Setting Stroke Research Priorities: The Consumer Perspective

Sangvatanakul et al. (2010) full text summary PDF

For which topic were research priorities identified?


In which location was the research priority setting conducted?

Australia - Australia

Why was it conducted at all?

In 2007, a group of Australian researchers evaluated stroke patient views regarding the importance of the NSF stroke guidelines. To eliminate the jargon and reduce the amount of information, the NSF's Clinical Guidelines for Acute Stroke Management was rewritten into plain, nontechnical English terms and condensed into 18 topic areas with consumer consultation. Participants then were asked to rate each topic area as to their importance in the stroke care process. However, this study evaluated only consumer perspectives regarding the importance of those topic areas, not the priorities for research.

What was the objective?

to determine consumer views on stroke research priorities for clinical practice recommendations with lower levels of evidence and expert consensus opinion as published in the Australian stroke clinical practice guidelines

What was the outcome?

a ranking list of 13 research topics

How long did the research prioritization take?

No information provided.

Which methods were used to identify research priorities?


How were the priorities for research identified exactly?

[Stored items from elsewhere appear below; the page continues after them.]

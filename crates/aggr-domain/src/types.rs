//! Domain entities for the aggregation/merge pipeline.
//!
//! These are plain records, not an ORM's active-record objects — the
//! engines mutate copies and hand them back to a store implementation
//! rather than relying on implicit change tracking.

use chrono::{DateTime, Utc};
use serde::{Deserialize, Serialize};

/// A single upstream news item. Input-only to the core: nothing in
/// this workspace ever mutates a `NewsItem`.
#[derive(Debug, Clone, PartialEq, Serialize, Deserialize)]
pub struct NewsItem {
    pub id: i64,
    pub source_type: String,
    pub title: String,
    pub body: String,
    /// Free-form, possibly comma-joined city names.
    pub city_name: Option<String>,
    pub first_seen_at: DateTime<Utc>,
    pub url: Option<String>,
}

impl NewsItem {
    /// Split `city_name` into individual, trimmed tokens.
    pub fn city_tokens(&self) -> Vec<String> {
        self.city_name
            .as_deref()
            .unwrap_or("")
            .split(',')
            .map(|s| s.trim().to_string())
            .filter(|s| !s.is_empty())
            .collect()
    }
}

/// Sentiment assigned to an event by the LLM.
#[derive(Debug, Clone, Copy, PartialEq, Eq, Serialize, Deserialize)]
#[serde(rename_all = "lowercase")]
pub enum Sentiment {
    Positive,
    Neutral,
    Negative,
}

/// Lifecycle state of an `Event`.
#[derive(Debug, Clone, Copy, PartialEq, Eq, Serialize, Deserialize)]
#[repr(i16)]
pub enum EventStatus {
    Active = 1,
    Merged = 2,
    Deleted = 3,
}

/// An aggregated cluster of news items believed to describe the same
/// underlying happening.
#[derive(Debug, Clone, PartialEq, Serialize, Deserialize)]
pub struct Event {
    pub id: i64,
    pub title: String,
    pub description: String,
    pub event_type: String,
    pub sentiment: Sentiment,
    /// Opaque JSON blob; the core never interprets its shape.
    pub entities: String,
    /// Comma-joined, de-duplicated set — see `aggr_regions`.
    pub regions: String,
    /// Comma-joined, de-duplicated set.
    pub keywords: String,
    pub confidence: f32,
    pub news_count: i64,
    pub first_news_time: DateTime<Utc>,
    pub last_news_time: DateTime<Utc>,
    pub status: EventStatus,
    pub created_at: DateTime<Utc>,
    pub updated_at: DateTime<Utc>,
}

/// How a `NewsEventRelation` came to exist.
#[derive(Debug, Clone, Copy, PartialEq, Eq, Serialize, Deserialize)]
#[serde(rename_all = "snake_case")]
pub enum RelationType {
    AssignedToExisting,
    AssignedToNew,
    BatchMerge,
}

/// Association between a `NewsItem` and the `Event` it was assigned to.
/// Unique on `(news_id, event_id)` — the single source of truth for
/// assignment idempotency.
#[derive(Debug, Clone, PartialEq, Serialize, Deserialize)]
pub struct NewsEventRelation {
    pub news_id: i64,
    pub event_id: i64,
    pub relation_type: RelationType,
    pub confidence: f32,
    pub created_at: DateTime<Utc>,
}

/// How a child event relates to the parent it was merged into.
#[derive(Debug, Clone, Copy, PartialEq, Eq, Serialize, Deserialize)]
#[serde(rename_all = "snake_case")]
pub enum HistoryRelationType {
    BatchMerge,
    Continuation,
    Evolution,
}

/// One row of the merge ledger: `child_event_id` was absorbed into
/// `parent_event_id`.
#[derive(Debug, Clone, PartialEq, Serialize, Deserialize)]
pub struct EventHistoryRelation {
    pub parent_event_id: i64,
    pub child_event_id: i64,
    pub relation_type: HistoryRelationType,
    pub confidence: f32,
    pub description: String,
    pub created_at: DateTime<Utc>,
}

/// Which engine/task produced a `ProcessingLog` row.
#[derive(Debug, Clone, Copy, PartialEq, Eq, Serialize, Deserialize)]
#[serde(rename_all = "snake_case")]
pub enum TaskType {
    Aggregation,
    Merge,
    Labeling,
    IngestionValidation,
    Cleanup,
}

#[derive(Debug, Clone, Copy, PartialEq, Eq, Serialize, Deserialize)]
#[serde(rename_all = "snake_case")]
pub enum RunStatus {
    Success,
    PartialSuccess,
    Failed,
}

/// A run record persisted once per Aggregation/Merge invocation, making
/// a post-mortem possible without re-running the engine.
#[derive(Debug, Clone, Serialize, Deserialize)]
pub struct ProcessingLog {
    pub task_type: TaskType,
    pub task_id: String,
    pub start_time: DateTime<Utc>,
    pub end_time: DateTime<Utc>,
    pub status: RunStatus,
    pub total: i64,
    pub success: i64,
    pub failed: i64,
    pub error_message: Option<String>,
    /// Resolved runtime configuration at the time of the run (batch
    /// size, concurrency, model, thresholds) so a post-mortem does not
    /// need to guess what configuration produced a given outcome.
    pub config_snapshot: serde_json::Value,
}

/// A time window filter shared by Aggregation Engine queries.
#[derive(Debug, Clone, Copy, PartialEq, Eq, Serialize, Deserialize)]
pub struct TimeWindow {
    pub start: DateTime<Utc>,
    pub end: DateTime<Utc>,
}

#[cfg(test)]
mod tests {
    use super::*;

    #[test]
    fn city_tokens_trims_and_drops_empty() {
        let item = NewsItem {
            id: 1,
            source_type: "baidu".into(),
            title: "t".into(),
            body: "b".into(),
            city_name: Some(" Beijing ,, Shanghai".into()),
            first_seen_at: Utc::now(),
            url: None,
        };
        assert_eq!(item.city_tokens(), vec!["Beijing", "Shanghai"]);
    }

    #[test]
    fn city_tokens_empty_when_absent() {
        let item = NewsItem {
            id: 1,
            source_type: "baidu".into(),
            title: "t".into(),
            body: "b".into(),
            city_name: None,
            first_seen_at: Utc::now(),
            url: None,
        };
        assert!(item.city_tokens().is_empty());
    }
}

Step 1: collecting research questions via literature review: recommendations from the Clinical Guidelines for Stroke Rehabilitation and Recovery rewritten and condensed into 29 consumer-focused modified rehabilitation recommendations, recommendations combined with 18 topic areas developed in Clinical Guidelines for Acute Stroke Management, duplicates deleted, resulting in 34 consumer-focused modified stroke recommendations. Step 2: survey 1: participants were asked whether recommendations were worth researching and how likely it would be that research for each of these 20 recommendations would have high impact on patient outcomes, the 13 recommendations rated by more than 75% of participants as worth researching moved forward. Step 3: survey 2: participants were asked to rank recommendations in order of priority for future stroke research

Which stakeholders took part?

Stroke survivors, carers. Survey 1: 18 participants. Survey 2: 20 participants.

How were stakeholders recruited?

Members of WAGS were invited to participate whether stroke survivors and/or carers.

Were stakeholders actively involved or did they just participate?

Stakeholders were mere participants of the research prioritization process; they were not actively involved in the process.